### Directions
The reply should return the data in full, exactly as written.

### Available records
------------------------------------

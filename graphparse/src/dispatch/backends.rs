//! Parsing backends behind the dispatcher.
//!
//! Each backend is a trait object so callers and tests can substitute
//! their own. [`Backends::default`] wires up the workspace readers.

use std::collections::BTreeMap;
use std::sync::Arc;

use async_trait::async_trait;
use futures::stream::{self, BoxStream, StreamExt};
use graphparse_ir::GraphSink;
use graphparse_json_ld::JsonLdError;
use graphparse_turtle::{LexicalQuad, NQuadsReader, Patch, TurtleError};
use graphparse_xml::{XmlDocument, XmlError};
use serde_json::Value as JsonValue;

fn non_empty(base: &str) -> Option<&str> {
    Some(base).filter(|b| !b.is_empty())
}

/// Reads Turtle (and N3 with the Turtle grammar) into a sink
pub trait TripleLoader: Send + Sync {
    fn load(&self, text: &str, base: &str, sink: &mut dyn GraphSink) -> Result<(), TurtleError>;
}

/// Reads an RDF/XML element tree into a sink
pub trait RdfXmlParser: Send + Sync {
    fn parse(&self, doc: &XmlDocument, base: &str, sink: &mut dyn GraphSink) -> Result<(), XmlError>;
}

/// Finds RDFa statements in an (X)HTML element tree
pub trait AttributeWalker: Send + Sync {
    fn walk(&self, doc: &XmlDocument, base: &str, sink: &mut dyn GraphSink) -> Result<(), XmlError>;
}

/// Reads a SPARQL Update document into its statement sets
pub trait PatchParser: Send + Sync {
    fn parse_patch(&self, text: &str, base: &str) -> Result<Patch, TurtleError>;
}

/// Converts a decoded JSON-LD document to N-Quads text
#[async_trait]
pub trait JsonLdTransform: Send + Sync {
    async fn to_nquads(&self, document: &JsonValue, base: &str) -> Result<String, JsonLdError>;
}

/// One step of a statement stream
#[derive(Debug)]
pub enum StreamEvent {
    Statement(LexicalQuad),
    Fault(TurtleError),
    /// No more statements; carries the prefixes the text declared
    End { prefixes: BTreeMap<String, String> },
}

/// Streams N-Quads text as lexical statements
pub trait QuadStreamer: Send + Sync {
    fn stream<'a>(&self, text: &'a str) -> BoxStream<'a, StreamEvent>;
}

#[derive(Clone, Copy, Debug, Default)]
pub struct TurtleLoader;

impl TripleLoader for TurtleLoader {
    fn load(&self, text: &str, base: &str, mut sink: &mut dyn GraphSink) -> Result<(), TurtleError> {
        match non_empty(base) {
            Some(base) => graphparse_turtle::parse_with_base(text, base, &mut sink),
            None => graphparse_turtle::parse(text, &mut sink),
        }
    }
}

#[derive(Clone, Copy, Debug, Default)]
pub struct RdfXmlReader;

impl RdfXmlParser for RdfXmlReader {
    fn parse(&self, doc: &XmlDocument, base: &str, mut sink: &mut dyn GraphSink) -> Result<(), XmlError> {
        graphparse_xml::parse_rdfxml(doc, non_empty(base), &mut sink)
    }
}

#[derive(Clone, Copy, Debug, Default)]
pub struct RdfaReader;

impl AttributeWalker for RdfaReader {
    fn walk(&self, doc: &XmlDocument, base: &str, mut sink: &mut dyn GraphSink) -> Result<(), XmlError> {
        graphparse_xml::parse_rdfa(doc, non_empty(base), &mut sink)
    }
}

#[derive(Clone, Copy, Debug, Default)]
pub struct UpdateReader;

impl PatchParser for UpdateReader {
    fn parse_patch(&self, text: &str, base: &str) -> Result<Patch, TurtleError> {
        graphparse_turtle::parse_update(text, base)
    }
}

#[derive(Clone, Copy, Debug, Default)]
pub struct JsonLdToNQuads;

#[async_trait]
impl JsonLdTransform for JsonLdToNQuads {
    async fn to_nquads(&self, document: &JsonValue, base: &str) -> Result<String, JsonLdError> {
        graphparse_json_ld::to_nquads(document, non_empty(base))
    }
}

/// Streams lines of an N-Quads document; the stream stops after a fault
#[derive(Clone, Copy, Debug, Default)]
pub struct NQuadsStreamer;

impl QuadStreamer for NQuadsStreamer {
    fn stream<'a>(&self, text: &'a str) -> BoxStream<'a, StreamEvent> {
        let mut failed = false;
        let statements = NQuadsReader::new(text).map_while(move |line| {
            if failed {
                return None;
            }
            Some(match line {
                Ok(quad) => StreamEvent::Statement(quad),
                Err(fault) => {
                    failed = true;
                    StreamEvent::Fault(fault)
                }
            })
        });
        let end = std::iter::once(StreamEvent::End {
            prefixes: BTreeMap::new(),
        });
        stream::iter(statements.chain(end)).boxed()
    }
}

/// The backend for each format
#[derive(Clone)]
pub struct Backends {
    pub triples: Arc<dyn TripleLoader>,
    pub rdfxml: Arc<dyn RdfXmlParser>,
    pub rdfa: Arc<dyn AttributeWalker>,
    pub patch: Arc<dyn PatchParser>,
    pub jsonld: Arc<dyn JsonLdTransform>,
    pub nquads: Arc<dyn QuadStreamer>,
}

impl Default for Backends {
    fn default() -> Self {
        Self {
            triples: Arc::new(TurtleLoader),
            rdfxml: Arc::new(RdfXmlReader),
            rdfa: Arc::new(RdfaReader),
            patch: Arc::new(UpdateReader),
            jsonld: Arc::new(JsonLdToNQuads),
            nquads: Arc::new(NQuadsStreamer),
        }
    }
}

impl std::fmt::Debug for Backends {
    fn fmt(&self, f: &mut std::fmt::Formatter<'_>) -> std::fmt::Result {
        f.debug_struct("Backends").finish_non_exhaustive()
    }
}

impl Backends {
    pub fn with_jsonld(mut self, transform: impl JsonLdTransform + 'static) -> Self {
        self.jsonld = Arc::new(transform);
        self
    }

    pub fn with_nquads(mut self, streamer: impl QuadStreamer + 'static) -> Self {
        self.nquads = Arc::new(streamer);
        self
    }

    pub fn with_triples(mut self, loader: impl TripleLoader + 'static) -> Self {
        self.triples = Arc::new(loader);
        self
    }
}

------------------------------------

### Your solution
filename graphparse/src/dispatch/backends.rs
//! Parsing backends behind the dispatcher.
//!
//! Each backend is a trait object so callers and tests can substitute
//! their own. [`Backends::default`] wires up the workspace readers.

use std::collections::BTreeMap;
use std::sync::Arc;

use async_trait::async_trait;
use futures::stream::{self, BoxStream, StreamExt};
use graphparse_ir::GraphSink;
use graphparse_json_ld::JsonLdError;
use graphparse_turtle::{LexicalQuad, NQuadsReader, Patch, TurtleError};
use graphparse_xml::{XmlDocument, XmlError};
use serde_json::Value as JsonValue;

fn non_empty(base: &str) -> Option<&str> {
    Some(base).filter(|b| !b.is_empty())
}

/// Reads Turtle (and N3 with the Turtle grammar) into a sink
pub trait TripleLoader: Send + Sync {
    fn load(&self, text: &str, base: &str, sink: &mut dyn GraphSink) -> Result<(), TurtleError>;
}

/// Reads an RDF/XML element tree into a sink
pub trait RdfXmlParser: Send + Sync {
    fn parse(&self, doc: &XmlDocument, base: &str, sink: &mut dyn GraphSink) -> Result<(), XmlError>;
}

/// Finds RDFa statements in an (X)HTML element tree
pub trait AttributeWalker: Send + Sync {
    fn walk(&self, doc: &XmlDocument, base: &str, sink: &mut dyn GraphSink) -> Result<(), XmlError>;
}

/// Reads a SPARQL Update document into its statement sets
pub trait PatchParser: Send + Sync {
    fn parse_patch(&self, text: &str, base: &str) -> Result<Patch, TurtleError>;
}

/// Converts a decoded JSON-LD document to N-Quads text
#[async_trait]
pub trait JsonLdTransform: Send + Sync {
    async fn to_nquads(&self, document: &JsonValue, base: &str) -> Result<String, JsonLdError>;
}

/// One step of a statement stream
#[derive(Debug)]
pub enum StreamEvent {
    Statement(LexicalQuad),
    Fault(TurtleError),
    /// No more statements; carries the prefixes the text declared
    End { prefixes: BTreeMap<String, String> },
}

/// Streams N-Quads text as lexical statements
pub trait QuadStreamer: Send + Sync {
    fn stream<'a>(&self, text: &'a str) -> BoxStream<'a, StreamEvent>;
}

#[derive(Clone, Copy, Debug, Default)]
pub struct TurtleLoader;

impl TripleLoader for TurtleLoader {
    fn load(&self, text: &str, base: &str, mut sink: &mut dyn GraphSink) -> Result<(), TurtleError> {
        match non_empty(base) {
            Some(base) => graphparse_turtle::parse_with_base(text, base, &mut sink),
            None => graphparse_turtle::parse(text, &mut sink),
        }
    }
}

#[derive(Clone, Copy, Debug, Default)]
pub struct RdfXmlReader;

impl RdfXmlParser for RdfXmlReader {
    fn parse(&self, doc: &XmlDocument, base: &str, mut sink: &mut dyn GraphSink) -> Result<(), XmlError> {
        graphparse_xml::parse_rdfxml(doc, non_empty(base), &mut sink)
    }
}

#[derive(Clone, Copy, Debug, Default)]
pub struct RdfaReader;

impl AttributeWalker for RdfaReader {
    fn walk(&self, doc: &XmlDocument, base: &str, mut sink: &mut dyn GraphSink) -> Result<(), XmlError> {
        graphparse_xml::parse_rdfa(doc, non_empty(base), &mut sink)
    }
}

#[derive(Clone, Copy, Debug, Default)]
pub struct UpdateReader;

impl PatchParser for UpdateReader {
    fn parse_patch(&self, text: &str, base: &str) -> Result<Patch, TurtleError> {
        graphparse_turtle::parse_update(text, base)
    }
}

#[derive(Clone, Copy, Debug, Default)]
pub struct JsonLdToNQuads;

#[async_trait]
impl JsonLdTransform for JsonLdToNQuads {
    async fn to_nquads(&self, document: &JsonValue, base: &str) -> Result<String, JsonLdError> {
        graphparse_json_ld::to_nquads(document, non_empty(base))
    }
}

/// Streams lines of an N-Quads document; the stream stops after a fault
#[derive(Clone, Copy, Debug, Default)]
pub struct NQuadsStreamer;

impl QuadStreamer for NQuadsStreamer {
    fn stream<'a>(&self, text: &'a str) -> BoxStream<'a, StreamEvent> {
        let mut failed = false;
        let statements = NQuadsReader::new(text).map_while(move |line| {
            if failed {
                return None;
            }
            Some(match line {
                Ok(quad) => StreamEvent::Statement(quad),
                Err(fault) => {
                    failed = true;
                    StreamEvent::Fault(fault)
                }
            })
        });
        let end = std::iter::once(StreamEvent::End {
            prefixes: BTreeMap::new(),
        });
        stream::iter(statements.chain(end)).boxed()
    }
}

/// The backend for each format
#[derive(Clone)]
pub struct Backends {
    pub triples: Arc<dyn TripleLoader>,
    pub rdfxml: Arc<dyn RdfXmlParser>,
    pub rdfa: Arc<dyn AttributeWalker>,
    pub patch: Arc<dyn PatchParser>,
    pub jsonld: Arc<dyn JsonLdTransform>,
    pub nquads: Arc<dyn QuadStreamer>,
}

impl Default for Backends {
    fn default() -> Self {
        Self {
            triples: Arc::new(TurtleLoader),
            rdfxml: Arc::new(RdfXmlReader),
            rdfa: Arc::new(RdfaReader),
            patch: Arc::new(UpdateReader),
            jsonld: Arc::new(JsonLdToNQuads),
            nquads: Arc::new(NQuadsStreamer),
        }
    }
}

impl std::fmt::Debug for Backends {
    fn fmt(&self, f: &mut std::fmt::Formatter<'_>) -> std::fmt::Result {
        f.debug_struct("Backends").finish_non_exhaustive()
    }
}

impl Backends {
    pub fn with_jsonld(mut self, transform: impl JsonLdTransform + 'static) -> Self {
        self.jsonld = Arc::new(transform);
        self
    }

    pub fn with_nquads(mut self, streamer: impl QuadStreamer + 'static) -> Self {
        self.nquads = Arc::new(streamer);
        self
    }

    pub fn with_triples(mut self, loader: impl TripleLoader + 'static) -> Self {
        self.triples = Arc::new(loader);
        self
    }
}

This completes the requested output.